8. Ms Azara said that she understood what the SSHD was saying. She was in an abusive marriage that failed. Her son has ADHD and autism. She only has 1 son. Who would she leave him with? Her ex-partner threated to report her to the SSHD.

Discussion

9. Ms Azara’s relationship broke down on 15 August 2020. The fact that her she had an obligation to notify the SSHD does not mean she did not have leave to remain by making it invalid or void. The SSHD has a discretion not to interfere with the leave she had been granted. Without repeating [66] of Akinsanya, she accordingly was not covered by the Zambrano exception. The Judge was wrong in finding she had a Zambrano right to reside. There is no void in the law. But even if there is, it is a matter for Parliament to fill that void, not the Tribunal.

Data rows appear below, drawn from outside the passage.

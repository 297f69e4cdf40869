// Shared visual/audio tuning constants used by both web and native frontends.

// Counts
pub const DEFAULT_RING_COUNT: usize = 720; // thin outer ring
pub const DEFAULT_INNER_COUNT: usize = 1800; // recruitable swarm inside the ring

// Scene layout
pub const DEFAULT_RING_RADIUS: f32 = 2.0;
pub const INNER_DISC_FRAC: f32 = 0.98; // swarm disc radius as a fraction of the ring radius
pub const DEFAULT_RING_SIZE: f32 = 0.028;
pub const DEFAULT_INNER_SIZE: f32 = 0.022;

// Palette (#rrggbb)
pub const DEFAULT_RING_COLOR: &str = "#cfe7ff";
pub const DEFAULT_INNER_COLOR: &str = "#b8d9ff";
pub const DEFAULT_RING_GLOW: &str = "#a7d0ff";
pub const DEFAULT_INNER_GLOW: &str = "#9ac7ff";
pub const RING_OPACITY: f32 = 0.96;
pub const INNER_OPACITY: f32 = 0.96;

// Ring motion
pub const DEFAULT_PULSE_STRENGTH: f32 = 0.08;
pub const DEFAULT_PULSE_SPEED: f32 = 0.7; // Hz
pub const DEFAULT_WAVE_SPEED: f32 = 1.6; // rad/s
pub const DEFAULT_WAVE_CYCLES: f32 = 3.0; // bumps around the circle
pub const DEFAULT_AUDIO_GAIN: f32 = 0.85;
pub const DEFAULT_FEATHER_SCALE: f32 = 1.06; // 0 disables the feather ring
pub const DEFAULT_FEATHER_SIZE_MULT: f32 = 1.8;
pub const SPECTRUM_BIN_TRAVEL: f32 = 18.0; // bins per radian of wave phase
pub const SPECTRUM_IDLE_BUMP: f32 = 0.15;

// Emissive lift: intensity = base + span * level
pub const RING_EMISSIVE_BASE: f32 = 0.7;
pub const RING_EMISSIVE_SPAN: f32 = 0.8;
pub const INNER_EMISSIVE_BASE: f32 = 0.55;
pub const INNER_EMISSIVE_SPAN: f32 = 0.75;

// Swarm motion
pub const DEFAULT_INNER_FLOW_SPEED: f32 = 0.65;
pub const DEFAULT_INNER_AUDIO_JITTER: f32 = 0.5;
pub const FLOW_OFFSET_SCALE: f32 = 0.07; // world units per unit of flow field

// Recruitment
pub const DEFAULT_GRAVITY_STRENGTH: f32 = 0.9;
pub const DEFAULT_MIN_CORE_RADIUS_FRAC: f32 = 0.06;
pub const MIN_CORE_RADIUS_FRAC_FLOOR: f32 = 1e-3; // core radius stays strictly positive
pub const DEFAULT_ACTIVATION_SOFTNESS: f32 = 0.12;
pub const MAX_ACTIVATION_SOFTNESS: f32 = 0.5;
pub const DEFAULT_GAMMA_LOUDNESS: f32 = 0.9;
pub const RECRUIT_SIZE_BOOST: f32 = 0.5;

// Vanish / respawn
pub const DEFAULT_VANISH_RADIUS_FRAC: f32 = 0.10;
pub const DEFAULT_VANISH_GUARD_FRAC: f32 = 0.01;
pub const DEFAULT_VANISH_JITTER_FRAC: f32 = 0.5;
pub const DEFAULT_VANISH_GATE: f32 = 0.4; // activation above which a collapsed particle vanishes
pub const DEFAULT_REAPPEAR_DELAY_SEC: f32 = 0.6;
pub const DEFAULT_RESPAWN_FADE_IN_SEC: f32 = 0.45;
pub const MIN_TIMER_SEC: f32 = 1e-3;

// Loudness sampling
pub const LIVE_SMOOTHING: f32 = 0.1;
pub const IDLE_SMOOTHING: f32 = 0.05;
pub const IDLE_LEVEL_BASE: f32 = 0.12;
pub const IDLE_LEVEL_AMPLITUDE: f32 = 0.05;
pub const IDLE_LEVEL_OMEGA: f32 = 0.8; // rad/s
pub const BAND_SKIP_BINS: usize = 2; // dc-ish bins
pub const BAND_TAKE_BINS: usize = 128; // voice-dominant low/mid bins

// RMS meter (halo layer)
pub const RMS_KEEP: f32 = 0.8;
pub const HALO_MIC_BOOST: f32 = 3.0;

// Analyser (matches the browser AnalyserNode settings used on the web)
pub const ANALYSER_FFT_SIZE: usize = 1024;
pub const ANALYSER_SMOOTHING: f32 = 0.75;
pub const ANALYSER_MIN_DB: f32 = -100.0;
pub const ANALYSER_MAX_DB: f32 = -30.0;

// Voice halo (shader-animated concentric rings)
pub const DEFAULT_HALO_RINGS: i32 = 1;
pub const DEFAULT_HALO_POINTS_PER_RING: i32 = 360;
pub const DEFAULT_HALO_BASE_RADIUS: f32 = 2.6;
pub const DEFAULT_HALO_AMPLITUDE: f32 = 0.35;
pub const DEFAULT_HALO_THICKNESS: f32 = 0.06;
pub const HALO_RING_SPACING: f32 = 0.08;
pub const HALO_POINT_SIZE: f32 = 0.02;

// Layout seeds
pub const INNER_POSITION_SEED: u32 = 987_654;
pub const INNER_RANK_SEED: u32 = 24_681_357;
pub const INNER_JITTER_SEED: u32 = 13_572_468;

// Camera
pub const CAMERA_Z: f32 = 6.0;
pub const CAMERA_FOVY_DEG: f32 = 45.0;

// Clear color
pub const CLEAR_RGB: [f64; 3] = [0.02, 0.025, 0.045];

10. Mr Diwynicz submitted that I should retain the appeal in the Upper Tribunal as there were no facts to find. Ms Azara had no view. I have decided to remake the decision as there are no facts to find.


Notice of Decision

11. The Judge made a material error of law. I set aside the decision of Judge Skehan.

12. I dismiss the appeal.



Laurence Saffer

Deputy Judge of the Upper Tribunal
Immigration and Asylum Chamber

18 September 2023




NOTIFICATION OF APPEAL RIGHTS

1. A person seeking permission to appeal against this decision must make a written application to the Upper Tribunal. Any such application must be received by the Upper Tribunal within the appropriate period after this decision was sent to the person making the application. The appropriate period varies, as follows, according to the location of the individual and the way in which the Upper Tribunal’s decision was sent:

2. Where the person who appealed to the First-tier Tribunal is in the United Kingdom at the time that the application for permission to appeal is made, and is not in detention under the Immigration Acts, the appropriate period is 12 working days (10 working days, if the notice of decision is sent electronically).

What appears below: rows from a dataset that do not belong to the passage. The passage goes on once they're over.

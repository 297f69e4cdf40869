//! Analyser-equivalent magnitude spectrum for raw PCM capture.
//!
//! Produces the same normalized bins the browser `AnalyserNode` hands to
//! `getByteFrequencyData` (divided by 255): Blackman window, `|X| / N`,
//! temporal smoothing, then [min_db, max_db] mapped linearly onto [0, 1].

use rustfft::{num_complex::Complex, Fft, FftPlanner};
use std::f32::consts::PI;
use std::sync::Arc;

use crate::constants::{ANALYSER_MAX_DB, ANALYSER_MIN_DB, ANALYSER_SMOOTHING};

pub struct SpectrumAnalyzer {
    fft: Arc<dyn Fft<f32>>,
    window: Vec<f32>,
    buffer: Vec<Complex<f32>>,
    smoothed: Vec<f32>,
    unit: Vec<f32>,
    smoothing: f32,
    min_db: f32,
    max_db: f32,
}

impl SpectrumAnalyzer {
    /// `fft_size` is rounded up to a power of two (at least 32).
    pub fn new(fft_size: usize) -> Self {
        let size = fft_size.max(32).next_power_of_two();
        let mut planner = FftPlanner::new();
        let fft = planner.plan_fft_forward(size);
        let bins = size / 2;
        Self {
            fft,
            window: (0..size).map(|i| blackman_window(i, size)).collect(),
            buffer: vec![Complex::new(0.0, 0.0); size],
            smoothed: vec![0.0; bins],
            unit: vec![0.0; bins],
            smoothing: ANALYSER_SMOOTHING,
            min_db: ANALYSER_MIN_DB,
            max_db: ANALYSER_MAX_DB,
        }
    }

    pub fn fft_size(&self) -> usize {
        self.buffer.len()
    }

    pub fn bin_count(&self) -> usize {
        self.unit.len()
    }

    /// Analyse the most recent `fft_size` samples (zero-padded at the front
    /// when fewer are available) and return the normalized bins.
    pub fn process(&mut self, samples: &[f32]) -> &[f32] {
        let n = self.buffer.len();
        let recent = &samples[samples.len().saturating_sub(n)..];
        let pad = n - recent.len();
        for (i, slot) in self.buffer.iter_mut().enumerate() {
            let s = if i < pad { 0.0 } else { recent[i - pad] };
            *slot = Complex::new(s * self.window[i], 0.0);
        }
        self.fft.process(&mut self.buffer);

        let scale = 1.0 / n as f32;
        let range = (self.max_db - self.min_db).max(1e-3);
        for k in 0..self.unit.len() {
            let mag = self.buffer[k].norm() * scale;
            self.smoothed[k] = self.smoothing * self.smoothed[k] + (1.0 - self.smoothing) * mag;
            let db = 20.0 * self.smoothed[k].max(1e-12).log10();
            self.unit[k] = ((db - self.min_db) / range).clamp(0.0, 1.0);
        }
        &self.unit
    }

    pub fn bins(&self) -> &[f32] {
        &self.unit
    }
}

/// Blackman window as used by the Web Audio analyser (alpha = 0.16).
pub fn blackman_window(index: usize, size: usize) -> f32 {
    let x = index as f32 / size as f32;
    0.42 - 0.5 * (2.0 * PI * x).cos() + 0.08 * (4.0 * PI * x).cos()
}

#[cfg(test)]
mod tests {
    use super::*;

    #[test]
    fn silence_maps_to_zero() {
        let mut a = SpectrumAnalyzer::new(1024);
        let bins = a.process(&[0.0; 1024]);
        assert_eq!(bins.len(), 512);
        assert!(bins.iter().all(|b| *b == 0.0));
    }

    #[test]
    fn pure_tone_peaks_at_its_bin() {
        let mut a = SpectrumAnalyzer::new(1024);
        let tone: Vec<f32> = (0..1024)
            .map(|i| (2.0 * PI * 20.0 * i as f32 / 1024.0).sin())
            .collect();
        for _ in 0..8 {
            a.process(&tone);
        }
        let bins = a.bins();
        let peak = bins
            .iter()
            .enumerate()
            .fold((0, 0.0f32), |best, (i, v)| if *v > best.1 { (i, *v) } else { best });
        assert!((18..=22).contains(&peak.0), "peak at {}", peak.0);
        assert!(bins[200] < 0.3);
    }

    #[test]
    fn size_rounds_to_power_of_two() {
        let a = SpectrumAnalyzer::new(1000);
        assert_eq!(a.fft_size(), 1024);
        assert_eq!(a.bin_count(), 512);
    }

    #[test]
    fn window_is_zero_at_edge_and_one_at_center() {
        assert!(blackman_window(0, 1024).abs() < 1e-6);
        assert!((blackman_window(512, 1024) - 1.0).abs() < 1e-4);
    }
}
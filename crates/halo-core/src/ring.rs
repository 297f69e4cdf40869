//! Thin outer ring and its feather copy.

use glam::Vec3;
use std::f32::consts::TAU;

use crate::config::{HaloConfig, RingMode};
use crate::constants::{
    INNER_EMISSIVE_BASE, INNER_EMISSIVE_SPAN, RING_EMISSIVE_BASE, RING_EMISSIVE_SPAN,
    SPECTRUM_BIN_TRAVEL, SPECTRUM_IDLE_BUMP,
};
use crate::layout::ring_angles;
use crate::sink::InstanceSink;

#[derive(Clone, Copy, Debug, PartialEq)]
pub struct RingParams {
    pub mode: RingMode,
    pub radius: f32,
    pub pulse_strength: f32,
    pub pulse_speed: f32,
    pub wave_speed: f32,
    pub wave_cycles: f32,
    pub audio_gain: f32,
    pub feather_scale: f32,
}

impl RingParams {
    pub fn from_config(cfg: &HaloConfig) -> Self {
        Self {
            mode: cfg.ring_mode,
            radius: cfg.ring_radius,
            pulse_strength: cfg.pulse_strength,
            pulse_speed: cfg.pulse_speed,
            wave_speed: cfg.wave_speed,
            wave_cycles: cfg.wave_cycles,
            audio_gain: cfg.audio_gain,
            feather_scale: cfg.feather_scale,
        }
    }
}

/// Slow breathing shared by every ring particle.
pub fn global_pulse(time: f32, strength: f32, speed: f32) -> f32 {
    let lfo = 0.5 + 0.5 * (time * speed * TAU).sin();
    1.0 + strength * (0.35 + 0.65 * lfo)
}

/// Travelling wave in [0, 1] around the circle.
#[inline]
pub fn angular_wave(theta: f32, time: f32, cycles: f32, speed: f32) -> f32 {
    0.5 + 0.5 * (theta * cycles - time * speed).sin()
}

/// Bin an angle reads in spectrum mode; the index drifts with `wave_phase`.
pub fn spectrum_bin_index(theta: f32, bins: usize, wave_phase: f32) -> usize {
    if bins == 0 {
        return 0;
    }
    let raw = (theta / TAU * bins as f32 + wave_phase * SPECTRUM_BIN_TRAVEL).floor();
    (raw as i64).rem_euclid(bins as i64) as usize
}

pub fn ring_emissive(level: f32) -> f32 {
    RING_EMISSIVE_BASE + RING_EMISSIVE_SPAN * level
}

pub fn swarm_emissive(level: f32) -> f32 {
    INNER_EMISSIVE_BASE + INNER_EMISSIVE_SPAN * level
}

pub struct RingLayer {
    angles: Vec<f32>,
    params: RingParams,
}

impl RingLayer {
    pub fn new(count: usize, params: RingParams) -> Self {
        Self {
            angles: ring_angles(count.max(1)),
            params,
        }
    }

    pub fn from_config(cfg: &HaloConfig) -> Self {
        Self::new(cfg.ring_count, RingParams::from_config(cfg))
    }

    pub fn angles(&self) -> &[f32] {
        &self.angles
    }

    pub fn params(&self) -> &RingParams {
        &self.params
    }

    pub fn feather_enabled(&self) -> bool {
        self.params.feather_scale > 0.0
    }

    /// Instances written per frame: the ring, then its feather copy.
    pub fn instance_count(&self) -> usize {
        if self.feather_enabled() {
            self.angles.len() * 2
        } else {
            self.angles.len()
        }
    }

    /// Write ring transforms. Feather copies land at `N..2N`.
    pub fn animate<S: InstanceSink + ?Sized>(
        &self,
        level: f32,
        spectrum: Option<&[f32]>,
        time: f32,
        sink: &mut S,
    ) {
        let p = &self.params;
        let l = level.clamp(0.0, 1.0);
        let pulse = global_pulse(time, p.pulse_strength, p.pulse_speed);
        let wave_phase = time * p.wave_speed;
        let n = self.angles.len();
        let bins = spectrum.filter(|b| !b.is_empty());

        for (i, &theta) in self.angles.iter().enumerate() {
            let wave = angular_wave(theta, time, p.wave_cycles, p.wave_speed);
            let (r, scale) = match p.mode {
                RingMode::Halo => {
                    let offset = p.audio_gain * (0.2 * l + 0.6 * l * wave);
                    (p.radius * pulse * (1.0 + 0.18 * offset), 1.0)
                }
                RingMode::Spectrum => {
                    let amp = match bins {
                        Some(b) => b[spectrum_bin_index(theta, b.len(), wave_phase)],
                        None => SPECTRUM_IDLE_BUMP,
                    };
                    let offset = p.audio_gain * (0.15 * l + 0.55 * amp * wave);
                    (p.radius * pulse * (1.0 + 0.25 * offset), 1.0 + 0.5 * offset)
                }
            };
            let (s, c) = theta.sin_cos();
            sink.set_instance_transform(i, Vec3::new(c * r, s * r, 0.0), scale);
            if self.feather_enabled() {
                let fr = r * p.feather_scale;
                sink.set_instance_transform(n + i, Vec3::new(c * fr, s * fr, 0.0), scale);
            }
        }
    }
}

3. Where the person making the application is in detention under the Immigration Acts, the appropriate period is 7 working days (5 working days, if the notice of decision is sent electronically).

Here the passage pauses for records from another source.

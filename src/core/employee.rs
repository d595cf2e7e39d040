//! Employee business logic - staff records and how they are paid.

use crate::{
    core::money,
    entities::{Employee, PaymentType, employee},
    errors::{Error, Result},
};
use chrono::NaiveDate;
use sea_orm::{QueryOrder, Set, prelude::*};
use serde::Deserialize;

/// Input for a new employee
#[derive(Debug, Clone, Deserialize)]
pub struct NewEmployee {
    /// Full name
    pub name: String,
    /// Job title
    #[serde(default)]
    pub role: String,
    /// Login linked to this employee
    #[serde(default)]
    pub user_id: Option<i64>,
    /// Contact phone
    #[serde(default)]
    pub phone: Option<String>,
    /// Contact email
    #[serde(default)]
    pub email: Option<String>,
    /// Pay scheme
    pub payment_type: PaymentType,
    /// Monthly salary, minimum salary or daily rate depending on `payment_type`
    #[serde(default)]
    pub base_salary: f64,
    /// Commission in percent of outlet sales
    #[serde(default)]
    pub commission_rate: f64,
    /// Hire date
    #[serde(default)]
    pub date_joined: Option<NaiveDate>,
}

/// Partial update for an employee
#[derive(Debug, Clone, Default, Deserialize)]
pub struct EmployeeUpdate {
    /// New name
    pub name: Option<String>,
    /// New job title
    pub role: Option<String>,
    /// New phone
    pub phone: Option<String>,
    /// New email
    pub email: Option<String>,
    /// New pay scheme
    pub payment_type: Option<PaymentType>,
    /// New base salary
    pub base_salary: Option<f64>,
    /// New commission rate
    pub commission_rate: Option<f64>,
}

fn validate_rate(rate: f64) -> Result<f64> {
    if rate.is_finite() && (0.0..=100.0).contains(&rate) {
        Ok(rate)
    } else {
        Err(Error::validation(format!(
            "Commission rate must be between 0 and 100, got {rate}"
        )))
    }
}

/// Retrieves an employee of the outlet.
pub async fn get_employee<C>(db: &C, outlet_id: i64, employee_id: i64) -> Result<employee::Model>
where
    C: ConnectionTrait,
{
    Employee::find_by_id(employee_id)
        .filter(employee::Column::OutletId.eq(outlet_id))
        .one(db)
        .await?
        .ok_or_else(|| Error::not_found("employee", employee_id))
}

/// Creates an employee. A user can be linked to at most one employee per outlet.
pub async fn create_employee(
    db: &DatabaseConnection,
    outlet_id: i64,
    input: NewEmployee,
) -> Result<employee::Model> {
    let name = input.name.trim().to_string();
    if name.is_empty() {
        return Err(Error::validation("Employee name cannot be empty"));
    }
    let base_salary = money::require_non_negative(input.base_salary)?;
    let commission_rate = validate_rate(input.commission_rate)?;

    if let Some(user_id) = input.user_id {
        let linked = Employee::find()
            .filter(employee::Column::OutletId.eq(outlet_id))
            .filter(employee::Column::UserId.eq(user_id))
            .one(db)
            .await?;
        if linked.is_some() {
            return Err(Error::Conflict {
                message: format!("User {user_id} is already linked to an employee of this outlet"),
            });
        }
    }

    let created = employee::ActiveModel {
        outlet_id: Set(outlet_id),
        user_id: Set(input.user_id),
        name: Set(name),
        role: Set(input.role),
        phone: Set(input.phone),
        email: Set(input.email),
        payment_type: Set(input.payment_type),
        base_salary: Set(money::to_amount(base_salary)),
        commission_rate: Set(commission_rate),
        is_active: Set(true),
        date_joined: Set(input.date_joined),
        ..Default::default()
    }
    .insert(db)
    .await?;

    tracing::info!(outlet_id, employee_id = created.id, name = %created.name, "Employee created");
    Ok(created)
}

/// Applies a partial update.
pub async fn update_employee(
    db: &DatabaseConnection,
    outlet_id: i64,
    employee_id: i64,
    update: EmployeeUpdate,
) -> Result<employee::Model> {
    let existing = get_employee(db, outlet_id, employee_id).await?;
    let mut active: employee::ActiveModel = existing.into();

    if let Some(name) = update.name {
        let name = name.trim().to_string();
        if name.is_empty() {
            return Err(Error::validation("Employee name cannot be empty"));
        }
        active.name = Set(name);
    }
    if let Some(role) = update.role {
        active.role = Set(role);
    }
    if let Some(phone) = update.phone {
        active.phone = Set(Some(phone));
    }
    if let Some(email) = update.email {
        active.email = Set(Some(email));
    }
    if let Some(payment_type) = update.payment_type {
        active.payment_type = Set(payment_type);
    }
    if let Some(salary) = update.base_salary {
        active.base_salary = Set(money::to_amount(money::require_non_negative(salary)?));
    }
    if let Some(rate) = update.commission_rate {
        active.commission_rate = Set(validate_rate(rate)?);
    }

    active.update(db).await.map_err(Into::into)
}

/// Marks an employee inactive; they keep their history but can no longer check in.
pub async fn deactivate_employee(
    db: &DatabaseConnection,
    outlet_id: i64,
    employee_id: i64,
) -> Result<employee::Model> {
    let existing = get_employee(db, outlet_id, employee_id).await?;
    let mut active: employee::ActiveModel = existing.into();
    active.is_active = Set(false);
    let updated = active.update(db).await?;
    tracing::info!(outlet_id, employee_id, "Employee deactivated");
    Ok(updated)
}

/// Employees of the outlet by name, optionally only active ones.
pub async fn list_employees<C>(db: &C, outlet_id: i64, active_only: bool) -> Result<Vec<employee::Model>>
where
    C: ConnectionTrait,
{
    let mut query = Employee::find().filter(employee::Column::OutletId.eq(outlet_id));
    if active_only {
        query = query.filter(employee::Column::IsActive.eq(true));
    }
    query
        .order_by_asc(employee::Column::Name)
        .all(db)
        .await
        .map_err(Into::into)
}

4. Where the person who appealed to the First-tier Tribunal is outside the United Kingdom at the time that the application for permission to appeal is made, the appropriate period is 38 days (10 working days, if the notice of decision is sent electronically).

5. A “working day” means any day except a Saturday or a Sunday, Christmas Day, Good Friday or a bank holiday.

6. The date when the decision is “sent’ is that appearing on the covering letter or covering email.